=== TASK ITEM ===
Transcribe the following entries word for word. End with the line where "lsn: Lsn::new(0, 100" appears.

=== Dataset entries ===

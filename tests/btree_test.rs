mod test_utils;

use small_je::{
    btree::{Bin, BinSlot, FlushStats},
    tx_log::{BinDeltaImage, BinImage, BinSlotImage, LogEntry, LogEntryType, Lsn},
    SmallError,
};
use test_utils::{insert_keys, shuffled_keys, snapshot, value_of};

fn full_image(keys: &[u64]) -> BinImage {
    BinImage {
        node_id: 1,
        db_id: 1,
        slots: keys
            .iter()
            .map(|k| BinSlotImage {
                key: *k,
                lsn: Lsn::new(0, 100 + *k),
                known_deleted: false,
            })
            .collect(),
    }
}

#[test]
fn test_splits() {
    test_utils::setup();

    let (_dir, env) = test_utils::new_env();
    let db = env.create_database("splits").unwrap();

    let keys = shuffled_keys(200);
    insert_keys(&db, &keys);

    let expected: Vec<(u64, Vec<u8>)> = (0..200).map(|k| (k, value_of(k))).collect();
    assert_eq!(snapshot(&db), expected);
    assert_eq!(db.count(None).unwrap(), 200);

    // splits log both halves provisionally
    let n_split_images = test_utils::count_entries(&env, LogEntryType::BIN)
        + test_utils::count_entries(&env, LogEntryType::IN);
    assert!(n_split_images > 0);

    let info = env.checkpoint().unwrap();
    assert!(info.flush.n_ins > 0);
    assert!(info.flush.n_full_bins > 0);
    assert!(!info.root_lsn.is_null());

    for key in [0, 57, 199] {
        assert_eq!(db.get(None, key).unwrap(), Some(value_of(key)));
    }
    assert_eq!(db.get(None, 200).unwrap(), None);
}

#[test]
fn test_bin_delta_image() {
    test_utils::setup();

    let keys: Vec<u64> = (0..10).collect();
    let full = full_image(&keys);

    // a BIN never logged has nothing to be a delta of
    let mut fresh = Bin::new();
    fresh.put(BinSlot::new(1, Lsn::new(0, 50), 0, false));
    assert!(!fresh.should_log_delta(50, 10));

    let mut bin = Bin::from_image(&full, Lsn::new(0, 24), 200);
    assert_eq!(bin.len(), 10);
    assert!(!bin.should_log_delta(50, 10));

    bin.put(BinSlot::new(3, Lsn::new(1, 500), 0, false));
    assert!(bin.should_log_delta(50, 10));
    // 1 of 10 slots is not less than 5 percent
    assert!(!bin.should_log_delta(5, 10));
    assert!(!bin.should_log_delta(50, 0));

    let delta = bin.delta_image(1, 1);
    assert_eq!(delta.n_deltas, 1);
    assert_eq!(delta.last_full_lsn, Lsn::new(0, 24));
    assert_eq!(delta.slots.len(), 1);

    let applied = delta.apply(&full);
    assert_eq!(applied.slots.len(), 10);
    assert_eq!(applied.slots[3].lsn, Lsn::new(1, 500));
    assert_eq!(applied.slots[4], full.slots[4]);

    // a removed slot can't be expressed by a delta
    bin.remove(5);
    assert!(!bin.should_log_delta(50, 10));
}

/// Deltas are cumulative: the latest delta applied to the full image
/// gives the same BIN as applying every delta in turn.
#[test]
fn test_bin_delta_chain() {
    test_utils::setup();

    let (_dir, env) = test_utils::new_env_with(|c| c.with_bin_max_entries(16).with_bin_delta_percent(50));
    let db = env.create_database("deltas").unwrap();
    let keys: Vec<u64> = (0..10).collect();
    insert_keys(&db, &keys);

    let info = env.checkpoint().unwrap();
    assert_eq!(info.flush.n_full_bins, 1);

    db.put(None, 3, b"three").unwrap();
    assert_eq!(env.checkpoint().unwrap().flush.n_delta_bins, 1);
    db.put(None, 7, b"seven").unwrap();
    assert_eq!(env.checkpoint().unwrap().flush.n_delta_bins, 1);

    // nothing changed, nothing logged
    assert_eq!(env.checkpoint().unwrap().flush, FlushStats::default());

    let mut fulls = Vec::new();
    let mut deltas: Vec<(Lsn, BinDeltaImage)> = Vec::new();
    for (lsn, _, entry) in test_utils::log_entries(&env) {
        match entry {
            LogEntry::BIN(image) if image.db_id == db.id() => fulls.push((lsn, image)),
            LogEntry::BINDelta(delta) if delta.db_id == db.id() => deltas.push((lsn, delta)),
            _ => {}
        }
    }
    let (full_lsn, full) = fulls.last().unwrap();
    assert_eq!(deltas.len(), 2);
    let (first, second) = (&deltas[0].1, &deltas[1].1);
    assert_eq!(first.n_deltas, 1);
    assert_eq!(second.n_deltas, 2);
    assert_eq!(second.last_full_lsn, *full_lsn);
    assert_eq!(second.slots.iter().map(|s| s.key).collect::<Vec<_>>(), vec![3, 7]);
    assert_eq!(second.apply(full), second.apply(&first.apply(full)));

    // too many changed slots, back to a full image
    for key in 0..5 {
        db.put(None, key, b"again").unwrap();
    }
    let info = env.checkpoint().unwrap();
    assert_eq!(info.flush.n_full_bins, 1);
    assert_eq!(info.flush.n_delta_bins, 0);

    // the BIN comes back from a delta after a crash
    db.put(None, 8, b"eight").unwrap();
    env.checkpoint().unwrap();
    drop(db);
    let env = test_utils::crash_and_reopen(env);
    let db = env.open_database("deltas").unwrap();
    assert_eq!(db.get(None, 8).unwrap(), Some(b"eight".to_vec()));
    assert_eq!(db.get(None, 7).unwrap(), Some(b"seven".to_vec()));
    assert_eq!(db.get(None, 0).unwrap(), Some(b"again".to_vec()));
    assert_eq!(db.get(None, 9).unwrap(), Some(value_of(9)));
}

/// Uncommitted slots never reach a checkpoint image.
#[test]
fn test_checkpoint_images_are_committed() {
    test_utils::setup();

    let (_dir, env) = test_utils::new_env_with(|c| c.with_bin_max_entries(16));
    let db = env.create_database("images").unwrap();
    insert_keys(&db, &[1, 2]);

    let txn = env.begin_transaction().unwrap();
    db.put(Some(&txn), 3, b"new").unwrap();
    db.put(Some(&txn), 1, b"changed").unwrap();
    let info = env.checkpoint().unwrap();
    assert_eq!(info.n_active_txns, 1);

    let image = test_utils::log_entries(&env)
        .into_iter()
        .filter_map(|(_, _, entry)| match entry {
            LogEntry::BIN(image) if image.db_id == db.id() => Some(image),
            _ => None,
        })
        .last()
        .unwrap();
    assert_eq!(image.slots.iter().map(|s| s.key).collect::<Vec<_>>(), vec![1, 2]);

    env.abort(&txn).unwrap();
    assert_eq!(db.get(None, 1).unwrap(), Some(value_of(1)));
    assert_eq!(db.get(None, 3).unwrap(), None);
}

#[test]
fn test_evict() {
    test_utils::setup();

    let (_dir, env) = test_utils::new_env();
    let db = env.create_database("evict").unwrap();
    insert_keys(&db, &shuffled_keys(100));

    env.checkpoint().unwrap();
    let n_evicted = env.evict().unwrap();
    assert!(n_evicted > 0);
    assert_eq!(env.evict().unwrap(), 0);

    // every BIN is faulted back in from the log
    let expected: Vec<(u64, Vec<u8>)> = (0..100).map(|k| (k, value_of(k))).collect();
    assert_eq!(snapshot(&db), expected);
    assert_eq!(env.evict().unwrap(), n_evicted);

    // a BIN with an uncommitted slot stays, the write isn't lost
    let txn = env.begin_transaction().unwrap();
    db.put(Some(&txn), 42, b"pending").unwrap();
    env.checkpoint().unwrap();
    env.evict().unwrap();
    assert_eq!(db.get(Some(&txn), 42).unwrap(), Some(b"pending".to_vec()));
    env.commit(&txn).unwrap();
    assert_eq!(db.get(None, 42).unwrap(), Some(b"pending".to_vec()));
}

#[test]
fn test_delete_and_compress() {
    test_utils::setup();

    let (_dir, env) = test_utils::new_env();
    let db = env.create_database("compress").unwrap();
    insert_keys(&db, &(0..20).collect::<Vec<u64>>());

    for key in 0..10 {
        assert!(db.delete(None, key).unwrap());
    }
    assert!(!db.delete(None, 0).unwrap());
    assert!(!db.delete(None, 999).unwrap());
    assert_eq!(db.get(None, 5).unwrap(), None);
    assert_eq!(db.count(None).unwrap(), 10);

    assert_eq!(env.compress().unwrap(), 10);
    assert_eq!(env.compress().unwrap(), 0);
    assert_eq!(env.stats().compressor.n_removed, 10);

    // a transactional delete is only queued at commit
    let txn = env.begin_transaction().unwrap();
    assert!(db.delete(Some(&txn), 15).unwrap());
    assert_eq!(env.compress().unwrap(), 0);
    env.commit(&txn).unwrap();
    assert_eq!(env.compress().unwrap(), 1);

    // a busy record lock makes the compressor try again later
    assert!(db.delete(None, 17).unwrap());
    let txn = env.begin_transaction().unwrap();
    db.put(Some(&txn), 17, b"back").unwrap();
    assert_eq!(env.compress().unwrap(), 0);
    assert!(env.stats().compressor.n_requeued >= 1);
    env.commit(&txn).unwrap();
    assert_eq!(env.compress().unwrap(), 0);
    assert_eq!(db.get(None, 17).unwrap(), Some(b"back".to_vec()));

    assert_eq!(db.count(None).unwrap(), 9);
}

#[test]
fn test_databases() {
    test_utils::setup();

    let (_dir, env) = test_utils::new_env();
    let a = env.create_database("a").unwrap();
    let b = env.create_database("b").unwrap();
    assert_ne!(a.id(), b.id());
    assert!(matches!(env.create_database("a"), Err(SmallError::DatabaseExists(_))));
    assert!(matches!(env.open_database("c"), Err(SmallError::DatabaseNotFound(_))));

    a.put(None, 1, b"in a").unwrap();
    b.put(None, 1, b"in b").unwrap();
    assert_eq!(a.get(None, 1).unwrap(), Some(b"in a".to_vec()));
    assert_eq!(env.open_database("b").unwrap().get(None, 1).unwrap(), Some(b"in b".to_vec()));

    let mut names = env.database_names();
    names.sort();
    assert_eq!(names, vec!["a".to_string(), "b".to_string()]);

    env.remove_database("a").unwrap();
    assert!(matches!(a.get(None, 1), Err(SmallError::DatabaseNotFound(_))));
    assert!(matches!(env.remove_database("a"), Err(SmallError::DatabaseNotFound(_))));
    assert_eq!(env.database_names(), vec!["b".to_string()]);

    // the name can be used again, by a new database
    let again = env.create_database("a").unwrap();
    assert_ne!(again.id(), a.id());
    assert_eq!(again.get(None, 1).unwrap(), None);
}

=== SOLVED PROBLEM ===
filename tests/btree_test.rs
mod test_utils;

use small_je::{
    btree::{Bin, BinSlot, FlushStats},
    tx_log::{BinDeltaImage, BinImage, BinSlotImage, LogEntry, LogEntryType, Lsn},
    SmallError,
};
use test_utils::{insert_keys, shuffled_keys, snapshot, value_of};

fn full_image(keys: &[u64]) -> BinImage {
    BinImage {
        node_id: 1,
        db_id: 1,
        slots: keys
            .iter()
            .map(|k| BinSlotImage {
                key: *k,
                lsn: Lsn::new(0, 100 + *k),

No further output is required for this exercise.